Dr. Patricia Nishimoto has been an oncologist at Tripler Army
Medical Center for 10 years. A retired colonel in the United
States Army, Nishimoto has encountered hundreds of patients with
all types of cancers. “The first thing I do to a newly
diagnosed patient is sit down with them, one on one, and answer
any questions they or their family have,” Nishimoto said.
When she talks about treatment, Nishimoto stresses the importance
of proper nutrition, exercise, and attendance of support groups
such as the ones Tripler provides for patients and their families.
Chemotherapy is a major part in the treatment of cancer. Tripler’s
chemotherapy room treats 75 patients on average per week. “Our
chemo room is like a coffee shop with IVs,” Nishimoto said
in an uplifting voice. Patients sit in lazyboy recliners, eat
candy, read the paper, watch TV, and talk with one another about
their ups and downs. Nishimoto hopes that this interaction makes
her patients feel as if they are not the only ones in this horrible
situation. “We are a family,” Nishimoto said.
Tripler offers various programs and support groups for patients
and family members who are dealing with cancer. Wilson’s
wife Tammy attends meetings for the spouses of cancer patients. “We
meet once a week,” she said, “and talk about our
spouse’s progress, our own feelings, and most importantly
pray together. This is the hardest thing I have ever gone through,
but it helps to talk with people who can relate to my fears and
John Antonik, 24, an Army specialist, discovered a lump in his
neck while deployed to Iraq. He was flown back to Hawai‘i,
where he is stationed, and shortly after his return was diagnosed
with Hodgkin’s Lymphoma, stage two.
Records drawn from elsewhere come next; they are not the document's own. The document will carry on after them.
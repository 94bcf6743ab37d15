//! End-to-end eye measurement without a session: crop both eyes, merge,
//! quantize, then locate the palette colors back in the source image.
//!
//! Run with: `cargo test -p eyecolor-core`

use eyecolor_core::face::{FacePoint, eye_composite};
use eyecolor_core::{
    MarkerConfig, QuantizeOptions, SourceImage, ViewportConfig, ViewportState, quantize_with,
};
use glam::DVec2;
use palette::Srgb;

const WHITE: [u8; 4] = [255, 255, 255, 255];
const BLUE_IRIS: [u8; 4] = [40, 90, 160, 255];
const GREEN_IRIS: [u8; 4] = [60, 140, 70, 255];

/// 120x60 white image with a blue iris at (30, 30) and a green one at
/// (90, 30), both of radius 8.
fn portrait() -> SourceImage {
    let irises = [
        (DVec2::new(30.0, 30.0), BLUE_IRIS),
        (DVec2::new(90.0, 30.0), GREEN_IRIS),
    ];
    let mut pixels = Vec::with_capacity(120 * 60);
    for y in 0..60 {
        for x in 0..120 {
            let p = DVec2::new(x as f64 + 0.5, y as f64 + 0.5);
            let color = irises
                .iter()
                .find(|(center, _)| center.distance_squared(p) <= 64.0)
                .map_or(WHITE, |(_, color)| *color);
            pixels.push(color);
        }
    }
    SourceImage::new(120, 60, pixels).expect("pixel count matches")
}

fn eyes() -> Vec<FacePoint> {
    vec![FacePoint::new(30.0, 30.0), FacePoint::new(90.0, 30.0)]
}

#[test]
fn test_two_eyes_give_two_equal_colors() {
    let composite = eye_composite(&portrait(), &eyes(), 16.0).unwrap();
    assert_eq!(composite.image.width(), 32);
    assert_eq!(composite.image.height(), 16);

    let palette = quantize_with(&composite.image, &QuantizeOptions::default()).unwrap();
    assert_eq!(palette.len(), 2);
    // Equal counts fall back to ascending RGB.
    assert_eq!(palette.entries()[0].color, Srgb::new(40, 90, 160));
    assert_eq!(palette.entries()[1].color, Srgb::new(60, 140, 70));
    for entry in &palette {
        assert!((entry.dominance - 50.0).abs() < 1e-9, "{} at {}", entry.hex(), entry.dominance);
    }
}

#[test]
fn test_anchors_map_back_to_the_eyes() {
    let image = portrait();
    let options = QuantizeOptions::default();
    let composite = eye_composite(&image, &eyes(), 16.0).unwrap();
    let palette = quantize_with(&composite.image, &options).unwrap();

    let sources: Vec<DVec2> = palette
        .anchors(&composite.image, &options)
        .into_iter()
        .map(|anchor| composite.to_source(anchor.expect("every entry has pixels")).unwrap())
        .collect();

    assert!(sources[0].distance(DVec2::new(30.0, 30.0)) < 1e-9, "blue at {}", sources[0]);
    assert!(sources[1].distance(DVec2::new(90.0, 30.0)) < 1e-9, "green at {}", sources[1]);
}

#[test]
fn test_eye_positions_follow_the_viewport() {
    let mut viewport = ViewportState::new(ViewportConfig {
        view_size: DVec2::new(240.0, 240.0),
        ..ViewportConfig::default()
    });
    viewport.display(DVec2::new(120.0, 60.0)).unwrap();

    let eye = DVec2::new(30.0, 30.0);
    let view = viewport.image_to_view(eye);
    assert!(viewport.view_to_image(view).distance(eye) < 1e-9);

    viewport.set_zoom_scale(viewport.max_zoom_scale());
    let zoomed = viewport.image_to_view(eye);
    assert!(viewport.view_to_image(zoomed).distance(eye) < 1e-9);
    assert_ne!(view, zoomed);

    // Dragging a marker by one view unit moves the point by 1/zoom pixels.
    let mut point = FacePoint::new(eye.x, eye.y);
    point.drag(DVec2::X, viewport.zoom_scale());
    assert!((point.position.x - (eye.x + 1.0 / viewport.zoom_scale())).abs() < 1e-12);
}

#[test]
fn test_eye_at_the_edge_is_padded_with_transparency() {
    let image = portrait();
    let edge = [FacePoint::new(2.0, 2.0)];
    let composite = eye_composite(&image, &edge, 16.0).unwrap();
    assert_eq!(composite.parts[0].source_origin.x, -6);

    // Only white is in range, and white is ignored by default.
    let err = quantize_with(&composite.image, &QuantizeOptions::default()).unwrap_err();
    assert!(matches!(err, eyecolor_core::EyeColorError::EmptyInput));

    let kept = quantize_with(&composite.image, &QuantizeOptions::new(4, false)).unwrap();
    assert_eq!(kept.dominant().unwrap().color, Srgb::new(255, 255, 255));
}

#[test]
fn test_crop_diameter_from_face_width() {
    let config = MarkerConfig {
        default_size: 36.0,
        face_width_divisor: 2.0,
        crop_inset: 6.0,
    };
    let face = eyecolor_core::Face {
        bounds: eyecolor_core::Rect::new(0.0, 0.0, 56.0, 56.0),
        points: eyes(),
        ..Default::default()
    };
    let diameter = config.crop_diameter(Some(&face));
    assert_eq!(diameter, 16.0);
    assert!(eye_composite(&portrait(), &face.points, diameter).is_ok());
}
Currently in his fourth
week of chemotherapy, the young soldier has a hopeful outlook.
I am just trying to get through the treatment and be cured,” Antonik
said. Like others, when getting the news of cancer, he was shocked
but has turned to his faith in God to get him through it.
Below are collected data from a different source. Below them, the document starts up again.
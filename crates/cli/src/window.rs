//! A [`ParentWindow`] backed by tokio channels.
//!
//! Posted messages go to the host over an unbounded channel. Inbound events
//! are handed to [`ChannelWindow::dispatch`] by the demo's event loop, which
//! runs every registered listener on the current turn.

use std::cell::RefCell;
use std::rc::Rc;

use bridge::{DeliveryError, MessageEvent, MessageListener, ParentWindow};
use tokio::sync::mpsc::UnboundedSender;

/// The embedded application's side of the loopback channel.
#[derive(Clone)]
pub struct ChannelWindow {
    to_host: UnboundedSender<String>,
    listeners: Rc<RefCell<Vec<Rc<dyn Fn(&MessageEvent)>>>>,
}

impl ChannelWindow {
    pub fn new(to_host: UnboundedSender<String>) -> Self {
        Self {
            to_host,
            listeners: Rc::default(),
        }
    }

    /// Runs every listener for `event`.
    pub fn dispatch(&self, event: &MessageEvent) {
        let listeners: Vec<_> = self.listeners.borrow().iter().cloned().collect();
        for listener in listeners {
            listener(event);
        }
    }
}

impl ParentWindow for ChannelWindow {
    fn post_message(&self, message: &str, _target_origin: &str) -> Result<(), DeliveryError> {
        self.to_host
            .send(message.to_owned())
            .map_err(|_| DeliveryError::new("host window is gone"))
    }

    fn add_message_listener(&self, listener: MessageListener) {
        self.listeners.borrow_mut().push(Rc::from(listener));
    }
}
Cancer treatments have numerous side affects ranging from hair
loss to nausea, Nishimoto said. Constantly dealing with these
symptoms is not only a reminder of the disease but can take a
toll of a person spirit. Wilson used to love being outdoors,
but now he must limit his exposure to sunlight. His life in Hawai‘i
has been “put on hold,” he said, and he can no longer
enjoy his favorite sports, surfing and golf, for fear that doing
so will worsen his condition.
I am not scared of death,” Wilson said, “but when
I am gone, I want my family to be OK.” Faced with what
could be his final days, he spends as much time with his wife
and daughter as his schedule allows.
One in three men and one in four women in America will be affected
by cancer in the first 75 years of their life, the American Cancer
Society predicts. Cancer research continues throughout the world
and patients in hundreds of clinical trials test new drugs.
Nishimoto, along with many other oncologists, is hopeful that
one day there will be a cure for cancer. “Until that day
it is my job to do everything in my power to be there for my
patients as their doctor and friend,” Nishimoto said.